Even though the pandemic has shifted our plans, our Older Adult Cancer Coalition is still dancing, walking, and eating delicious meals while we prevent cancer in our community.
We are celebrating our fifth year of working to lower the risk of cancer in our community. In 2017 the Urban League of Portland received a grant from Oregon Health and Science University’s Knight Cancer Institute that allowed the Urban League to reach out to the community and provide information and activities on how community members could fight cancer. African Americans are at greater risk than other race/ethnicities of being diagnosed and dying of cancer. This and other health disparities facing African Americans meant that efforts needed to be made to circumvent such disparities. The Urban League of Portland formed the Older Adult Cancer Coalition and worked to educate our communities about Breast, Lung, Prostate and Colorectal cancers. The effort proved to be successful as community members not only showed a better understanding of the aforementioned cancers, but they also began taking more interest in improving their individual health by participating in healthy cooking classes.
The success of this program lead the Urban League secure another grant in 2019 to continue our efforts. This time around the Older Adult Cancer Coalition expanded the activities and educational sessions while focusing our efforts specifically on colorectal cancer. The healthy cooking classes would continue at the Urban League Senior Center to provide participants with nutritious and delicious recipes that contained cancer fighting ingredients. Movement based classes such as tai-chi, dancing, Zumba, and walking groups were incorporated to help community members make healthier life choices. Educational sessions were planned to educate community members so that they could be more informed and make good decisions in regard to their health.
Then… the pandemic hit.
Along much of the United States, COVID-19 shut down the Urban League of Portland’s offices and centers and operations had to be modified to adapt to this pandemic that had drastically changed so many lives. The Older Adult Cancer Coalition was faced with the daunting task of trying to accomplish the goals that had been set forth in this new situation that was full of uncertainty. Thus, alternative measures were taken.

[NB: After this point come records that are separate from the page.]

use serde::{Deserialize, Serialize};
use utoipa::{IntoParams, ToSchema};

/// Error envelope returned by every failing endpoint.
#[derive(Debug, Clone, Serialize, Deserialize, ToSchema)]
pub struct ErrorDto {
    pub error: String,
    /// Per-field validation messages, only present on validation failures.
    #[serde(default, skip_serializing_if = "Vec::is_empty")]
    pub fields: Vec<FieldErrorDto>,
}

impl ErrorDto {
    pub fn new(error: impl Into<String>) -> Self {
        Self {
            error: error.into(),
            fields: Vec::new(),
        }
    }
}

#[derive(Debug, Clone, PartialEq, Serialize, Deserialize, ToSchema)]
pub struct FieldErrorDto {
    pub field: String,
    pub message: String,
}

/// One page of a paginated listing.
#[derive(Debug, Clone, Serialize, Deserialize, ToSchema)]
pub struct PageDto<T> {
    pub items: Vec<T>,
    pub total: u64,
    pub page: u64,
    pub per_page: u64,
    pub total_pages: u64,
}

fn default_entries() -> u64 {
    10
}

/// Pagination query parameters shared by listing endpoints.
#[derive(Debug, Clone, Deserialize, IntoParams)]
#[into_params(parameter_in = Query)]
pub struct PageQuery {
    /// Page number (default: 0)
    #[serde(default)]
    pub page: u64,
    /// Items per page (default: 10)
    #[serde(default = "default_entries")]
    pub entries: u64,
}

impl Default for PageQuery {
    fn default() -> Self {
        Self {
            page: 0,
            entries: default_entries(),
        }
    }
}
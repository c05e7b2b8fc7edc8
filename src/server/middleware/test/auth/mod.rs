use entity::sea_orm_active_enums::UserRole;
use test_utils::{builder::TestBuilder, factory};

use crate::server::{
    error::{auth::AuthError, AppError},
    middleware::{auth::AuthGuard, auth::Permission, session::AuthSession},
};

mod require;
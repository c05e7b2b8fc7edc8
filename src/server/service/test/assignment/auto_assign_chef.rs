use super::*;

/// Tests that auto-assignment picks the least busy qualified chef.
///
/// A 40-guest booking needs a certified chef. The emerging chef is skipped and the
/// certified chef with an existing active assignment loses to the idle master chef.
///
/// Expected: Ok with the offer going to the idle master chef
#[tokio::test]
async fn offers_to_top_ranked_chef() -> Result<(), AppError> {
    let test = TestBuilder::new().with_booking_tables().build().await.unwrap();
    let db = test.db.as_ref().unwrap();

    let booking = factory::booking::BookingFactory::new(db)
        .guest_count(40)
        .build()
        .await?;
    factory::chef::ChefFactory::new(db)
        .tier(ChefTier::Emerging)
        .build()
        .await?;
    let busy = factory::chef::ChefFactory::new(db)
        .tier(ChefTier::Certified)
        .build()
        .await?;
    let idle = factory::chef::ChefFactory::new(db)
        .tier(ChefTier::Master)
        .build()
        .await?;

    let other_booking = factory::booking::BookingFactory::new(db)
        .event_date(booking.event_date + chrono::Duration::days(3))
        .build()
        .await?;
    factory::create_chef_assignment(db, other_booking.id, busy.id).await?;

    let notifier = RecordingNotifier::new();
    let assignment = AssignmentService::new(db, &notifier)
        .auto_assign_chef(booking.id, 60_000)
        .await?;

    assert_eq!(assignment.provider_id, idle.id);
    assert_eq!(assignment.payout_amount_cents, 60_000);

    Ok(())
}

/// Tests auto-assignment with no eligible chef.
///
/// Expected: Err(AppError::Conflict)
#[tokio::test]
async fn fails_without_candidates() -> Result<(), AppError> {
    let test = TestBuilder::new().with_booking_tables().build().await.unwrap();
    let db = test.db.as_ref().unwrap();

    let booking = factory::booking::BookingFactory::new(db)
        .guest_count(120)
        .build()
        .await?;
    factory::chef::ChefFactory::new(db)
        .tier(ChefTier::Certified)
        .build()
        .await?;

    let notifier = RecordingNotifier::new();
    let result = AssignmentService::new(db, &notifier)
        .auto_assign_chef(booking.id, 60_000)
        .await;

    assert!(matches!(result, Err(AppError::Conflict(_))));

    Ok(())
}

/// Tests that repeated auto-assignment moves on to the next chef.
///
/// The first offer raises the idle chef's workload to 1, which still ranks them
/// ahead of a chef with two assignments elsewhere. The second call must skip the
/// chef already offered this booking.
///
/// Expected: Ok with the second offer going to the busier chef
#[tokio::test]
async fn skips_chef_already_on_booking() -> Result<(), AppError> {
    let test = TestBuilder::new().with_booking_tables().build().await.unwrap();
    let db = test.db.as_ref().unwrap();

    let booking = factory::booking::BookingFactory::new(db)
        .guest_count(12)
        .build()
        .await?;
    let idle = factory::chef::ChefFactory::new(db)
        .tier(ChefTier::Emerging)
        .build()
        .await?;
    let busy = factory::chef::ChefFactory::new(db)
        .tier(ChefTier::Emerging)
        .build()
        .await?;

    for days in [5, 9] {
        let other = factory::booking::BookingFactory::new(db)
            .event_date(booking.event_date + chrono::Duration::days(days))
            .build()
            .await?;
        factory::create_chef_assignment(db, other.id, busy.id).await?;
    }

    let notifier = RecordingNotifier::new();
    let service = AssignmentService::new(db, &notifier);

    let first = service.auto_assign_chef(booking.id, 30_000).await?;
    let second = service.auto_assign_chef(booking.id, 30_000).await?;

    assert_eq!(first.provider_id, idle.id);
    assert_eq!(second.provider_id, busy.id);

    Ok(())
}

/// Tests that a booking already offered to its only eligible chef cannot be
/// auto-assigned again.
///
/// Expected: Err(AppError::Conflict)
#[tokio::test]
async fn fails_when_only_candidate_is_already_on_booking() -> Result<(), AppError> {
    let test = TestBuilder::new().with_booking_tables().build().await.unwrap();
    let db = test.db.as_ref().unwrap();

    let booking = factory::booking::BookingFactory::new(db)
        .guest_count(12)
        .build()
        .await?;
    factory::chef::ChefFactory::new(db)
        .tier(ChefTier::Emerging)
        .build()
        .await?;

    let notifier = RecordingNotifier::new();
    let service = AssignmentService::new(db, &notifier);

    service.auto_assign_chef(booking.id, 30_000).await?;
    let result = service.auto_assign_chef(booking.id, 30_000).await;

    assert!(matches!(result, Err(AppError::Conflict(_))));

    Ok(())
}
use super::*;

mod require_admin;
mod require_role;

/// Tests a request without a signed-in user.
///
/// Expected: Err(AuthError::UserNotInSession)
#[tokio::test]
async fn rejects_missing_session_user() -> Result<(), AppError> {
    let mut test = TestBuilder::new()
        .with_table(entity::prelude::User)
        .build()
        .await
        .unwrap();
    let (db, session) = test.db_and_session().await.unwrap();

    let result = AuthGuard::new(db, session).require(&[]).await;

    assert!(matches!(
        result,
        Err(AppError::AuthErr(AuthError::UserNotInSession))
    ));

    Ok(())
}

/// Tests a session pointing at a user that no longer exists.
///
/// Expected: Err(AuthError::UserNotInDatabase) carrying the stale ID
#[tokio::test]
async fn rejects_deleted_session_user() -> Result<(), AppError> {
    let mut test = TestBuilder::new()
        .with_table(entity::prelude::User)
        .build()
        .await
        .unwrap();
    let (db, session) = test.db_and_session().await.unwrap();

    AuthSession::new(session).set_user_id(4242).await?;

    let result = AuthGuard::new(db, session).require(&[]).await;

    assert!(matches!(
        result,
        Err(AppError::AuthErr(AuthError::UserNotInDatabase(4242)))
    ));

    Ok(())
}

/// Tests that an empty permission list only requires a signed-in user.
///
/// Expected: Ok(User) for a partner account
#[tokio::test]
async fn empty_permissions_accept_any_user() -> Result<(), AppError> {
    let mut test = TestBuilder::new()
        .with_table(entity::prelude::User)
        .build()
        .await
        .unwrap();
    let (db, session) = test.db_and_session().await.unwrap();

    let user = factory::user::UserFactory::new(db)
        .role(UserRole::Partner)
        .build()
        .await?;
    AuthSession::new(session).set_user_id(user.id).await?;

    let returned = AuthGuard::new(db, session).require(&[]).await?;

    assert_eq!(returned.id, user.id);

    Ok(())
}
use super::*;

/// Tests that completing a booking records meals served once.
///
/// Expected: one `meals_served` metric equal to the guest count
#[tokio::test]
async fn records_meals_served_on_completion() -> Result<(), AppError> {
    let test = TestBuilder::new().with_booking_tables().build().await.unwrap();
    let db = test.db.as_ref().unwrap();

    let booking = factory::booking::BookingFactory::new(db)
        .guest_count(48)
        .status(BookingStatus::Confirmed)
        .build()
        .await?;

    let notifier = RecordingNotifier::new();
    let service = BookingService::new(db, &notifier, None);

    let completed = service
        .update_status(booking.id, BookingStatus::Completed)
        .await?;
    assert_eq!(completed.status, BookingStatus::Completed);

    let metrics = entity::prelude::ImpactMetric::find().all(db).await?;
    assert_eq!(metrics.len(), 1);
    assert_eq!(metrics[0].kind, ImpactKind::MealsServed);
    assert_eq!(metrics[0].value, 48.0);
    assert_eq!(metrics[0].booking_id, Some(booking.id));

    Ok(())
}

/// Tests that backwards transitions are refused.
///
/// Expected: Err(AppError::Conflict) and the booking unchanged
#[tokio::test]
async fn rejects_invalid_transition() -> Result<(), AppError> {
    let test = TestBuilder::new().with_booking_tables().build().await.unwrap();
    let db = test.db.as_ref().unwrap();

    let booking = factory::booking::BookingFactory::new(db)
        .status(BookingStatus::Completed)
        .build()
        .await?;

    let notifier = RecordingNotifier::new();
    let result = BookingService::new(db, &notifier, None)
        .update_status(booking.id, BookingStatus::Pending)
        .await;

    assert!(matches!(result, Err(AppError::Conflict(_))));

    let stored = entity::prelude::Booking::find_by_id(booking.id)
        .one(db)
        .await?
        .unwrap();
    assert_eq!(stored.status, BookingStatus::Completed);

    Ok(())
}

/// Tests updating an unknown booking.
///
/// Expected: Err(AppError::NotFound)
#[tokio::test]
async fn fails_for_unknown_booking() -> Result<(), AppError> {
    let test = TestBuilder::new().with_booking_tables().build().await.unwrap();
    let db = test.db.as_ref().unwrap();

    let notifier = RecordingNotifier::new();
    let result = BookingService::new(db, &notifier, None)
        .update_status(404, BookingStatus::Confirmed)
        .await;

    assert!(matches!(result, Err(AppError::NotFound(_))));

    Ok(())
}
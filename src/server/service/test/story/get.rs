use super::*;

/// Tests that the admin lookup returns drafts as well as published stories.
///
/// Expected: Ok for both, Err(AppError::NotFound) for an unknown id
#[tokio::test]
async fn finds_drafts_and_published() -> Result<(), AppError> {
    let test = TestBuilder::new().with_all_tables().build().await.unwrap();
    let db = test.db.as_ref().unwrap();

    let published = factory::create_story(db, true).await?;
    let draft = factory::create_story(db, false).await?;
    let service = StoryService::new(db);

    assert_eq!(service.get(published.id).await?.id, published.id);

    let found = service.get(draft.id).await?;
    assert_eq!(found.id, draft.id);
    assert!(!found.published);

    let result = service.get(draft.id + published.id + 100).await;
    assert!(matches!(result, Err(AppError::NotFound(_))));

    Ok(())
}
//! Random token and login code generation.
//!
//! Invite tokens are 32-character alphanumeric strings. Login codes are 6-digit numbers
//! that are never stored in plain text; only their SHA-256 hex digest is persisted.

use rand::Rng;
use sha2::{Digest, Sha256};

/// Length of generated invite tokens.
pub const TOKEN_LENGTH: usize = 32;

/// Generates a cryptographically secure random alphanumeric token.
///
/// Creates a 32-character string using uppercase letters, lowercase letters,
/// and digits (0-9).
///
/// # Returns
/// - `String` - A 32-character random alphanumeric string
pub fn generate_token() -> String {
    const CHARSET: &[u8] = b"ABCDEFGHIJKLMNOPQRSTUVWXYZ\
                             abcdefghijklmnopqrstuvwxyz\
                             0123456789";

    let mut rng = rand::rng();

    (0..TOKEN_LENGTH)
        .map(|_| {
            let idx = rng.random_range(0..CHARSET.len());
            CHARSET[idx] as char
        })
        .collect()
}

/// Generates a zero-padded 6-digit numeric login code.
pub fn generate_login_code() -> String {
    let code: u32 = rand::rng().random_range(0..1_000_000);
    format!("{:06}", code)
}

/// Hashes a login code for storage and comparison.
///
/// # Returns
/// - `String` - Lowercase hex SHA-256 digest of the trimmed code
pub fn hash_code(code: &str) -> String {
    hex::encode(Sha256::digest(code.trim().as_bytes()))
}
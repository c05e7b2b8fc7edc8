//! Booking data repository.
//!
//! A booking is stored together with the ingredients the client requested. Status
//! transitions are validated by the service layer; this repository only persists them.

use chrono::Utc;
use entity::sea_orm_active_enums::BookingStatus;
use sea_orm::{
    ActiveModelTrait, ActiveValue, ColumnTrait, DatabaseConnection, DbErr, EntityTrait,
    PaginatorTrait, QueryFilter, QueryOrder, QuerySelect, TransactionTrait,
};

use crate::server::model::booking::{Booking, BookingIngredient, CreateBookingParams};

pub struct BookingRepository<'a> {
    db: &'a DatabaseConnection,
}

impl<'a> BookingRepository<'a> {
    pub fn new(db: &'a DatabaseConnection) -> Self {
        Self { db }
    }

    /// Creates a pending booking and its requested ingredients in one transaction.
    ///
    /// # Arguments
    /// - `params` - Booking fields and `(ingredient_id, quantity)` pairs; ingredient IDs
    ///   must already be known to exist
    ///
    /// # Returns
    /// - `Ok(Booking)` - The created booking
    /// - `Err(DbErr)` - Database error; nothing is written
    pub async fn create(&self, params: CreateBookingParams) -> Result<Booking, DbErr> {
        let now = Utc::now();
        let txn = self.db.begin().await?;

        let booking = entity::booking::ActiveModel {
            client_name: ActiveValue::Set(params.client_name),
            client_email: ActiveValue::Set(params.client_email),
            client_phone: ActiveValue::Set(params.client_phone),
            event_date: ActiveValue::Set(params.event_date),
            event_type: ActiveValue::Set(params.event_type),
            location: ActiveValue::Set(params.location),
            guest_count: ActiveValue::Set(params.guest_count),
            budget_cents: ActiveValue::Set(params.budget_cents),
            dietary_notes: ActiveValue::Set(params.dietary_notes),
            status: ActiveValue::Set(BookingStatus::Pending),
            created_at: ActiveValue::Set(now),
            updated_at: ActiveValue::Set(now),
            ..Default::default()
        }
        .insert(&txn)
        .await?;

        if !params.ingredients.is_empty() {
            let models = params.ingredients.into_iter().map(|(ingredient_id, quantity)| {
                entity::booking_ingredient::ActiveModel {
                    booking_id: ActiveValue::Set(booking.id),
                    ingredient_id: ActiveValue::Set(ingredient_id),
                    quantity: ActiveValue::Set(quantity),
                }
            });

            entity::prelude::BookingIngredient::insert_many(models)
                .exec(&txn)
                .await?;
        }

        txn.commit().await?;

        Ok(Booking::from_entity(booking))
    }

    pub async fn find_by_id(&self, id: i32) -> Result<Option<Booking>, DbErr> {
        let entity = entity::prelude::Booking::find_by_id(id).one(self.db).await?;

        Ok(entity.map(Booking::from_entity))
    }

    /// Gets paginated bookings with the latest event date first.
    ///
    /// # Arguments
    /// - `status` - Only return bookings in this status when set
    /// - `page` - Zero-based page number
    /// - `per_page` - Number of bookings per page
    ///
    /// # Returns
    /// - `Ok((bookings, total))` - Bookings for the requested page and total matching count
    pub async fn get_paginated(
        &self,
        status: Option<BookingStatus>,
        page: u64,
        per_page: u64,
    ) -> Result<(Vec<Booking>, u64), DbErr> {
        let mut query = entity::prelude::Booking::find();
        if let Some(status) = status {
            query = query.filter(entity::booking::Column::Status.eq(status));
        }

        let paginator = query
            .order_by_desc(entity::booking::Column::EventDate)
            .order_by_desc(entity::booking::Column::Id)
            .paginate(self.db, per_page);

        let total = paginator.num_items().await?;
        let bookings = paginator
            .fetch_page(page)
            .await?
            .into_iter()
            .map(Booking::from_entity)
            .collect();

        Ok((bookings, total))
    }

    /// Sets the booking status and bumps `updated_at`.
    pub async fn update_status(
        &self,
        id: i32,
        status: BookingStatus,
    ) -> Result<Option<Booking>, DbErr> {
        let Some(booking) = entity::prelude::Booking::find_by_id(id).one(self.db).await? else {
            return Ok(None);
        };

        let mut active_model: entity::booking::ActiveModel = booking.into();
        active_model.status = ActiveValue::Set(status);
        active_model.updated_at = ActiveValue::Set(Utc::now());

        let entity = active_model.update(self.db).await?;

        Ok(Some(Booking::from_entity(entity)))
    }

    /// Gets the booking's requested ingredients joined with their catalog entries.
    pub async fn get_ingredients(&self, booking_id: i32) -> Result<Vec<BookingIngredient>, DbErr> {
        let rows = entity::prelude::BookingIngredient::find()
            .filter(entity::booking_ingredient::Column::BookingId.eq(booking_id))
            .find_also_related(entity::prelude::Ingredient)
            .order_by_asc(entity::ingredient::Column::Name)
            .all(self.db)
            .await?;

        Ok(rows
            .into_iter()
            .filter_map(|(item, ingredient)| {
                ingredient.map(|ingredient| BookingIngredient::from_entity(item, ingredient))
            })
            .collect())
    }

    pub async fn get_requested_ingredient_ids(&self, booking_id: i32) -> Result<Vec<i32>, DbErr> {
        entity::prelude::BookingIngredient::find()
            .select_only()
            .column(entity::booking_ingredient::Column::IngredientId)
            .filter(entity::booking_ingredient::Column::BookingId.eq(booking_id))
            .into_tuple()
            .all(self.db)
            .await
    }

    /// Gets IDs of all bookings in a status.
    pub async fn get_ids_by_status(&self, status: BookingStatus) -> Result<Vec<i32>, DbErr> {
        entity::prelude::Booking::find()
            .select_only()
            .column(entity::booking::Column::Id)
            .filter(entity::booking::Column::Status.eq(status))
            .into_tuple()
            .all(self.db)
            .await
    }
}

To adhere to social distancing regulations, Zumba was done virtually. The cooking classes were done in homes instead of at our Senior Center. Recipes and ingredients were delivered to participants who would then send pictures of the results.
Tai-Chai and Dancing were held with a limit on the amount of how many could participate in each class and walking groups were held in malls during the cold weather. Each movement class was held outdoors when the weather allowed. Information about colorectal cancer was regularly provided to participants via The Urban Link, our paper newsletter delivered to our seniors.
While the challenges we experienced during this project was not what was expected, the Older Adult Cancer Coalition is proud of the effort to encourage and inspire community members to take charge of their personal health. Many of the participants continue to prepare healthy meals that contain cancer fighting ingredients and participants requested that many of the activities continue after the project was finished. The OACC team adapted well to the circumstances they were faced with and will continue to provide activities and information to community members in our campaign to conquer cancer.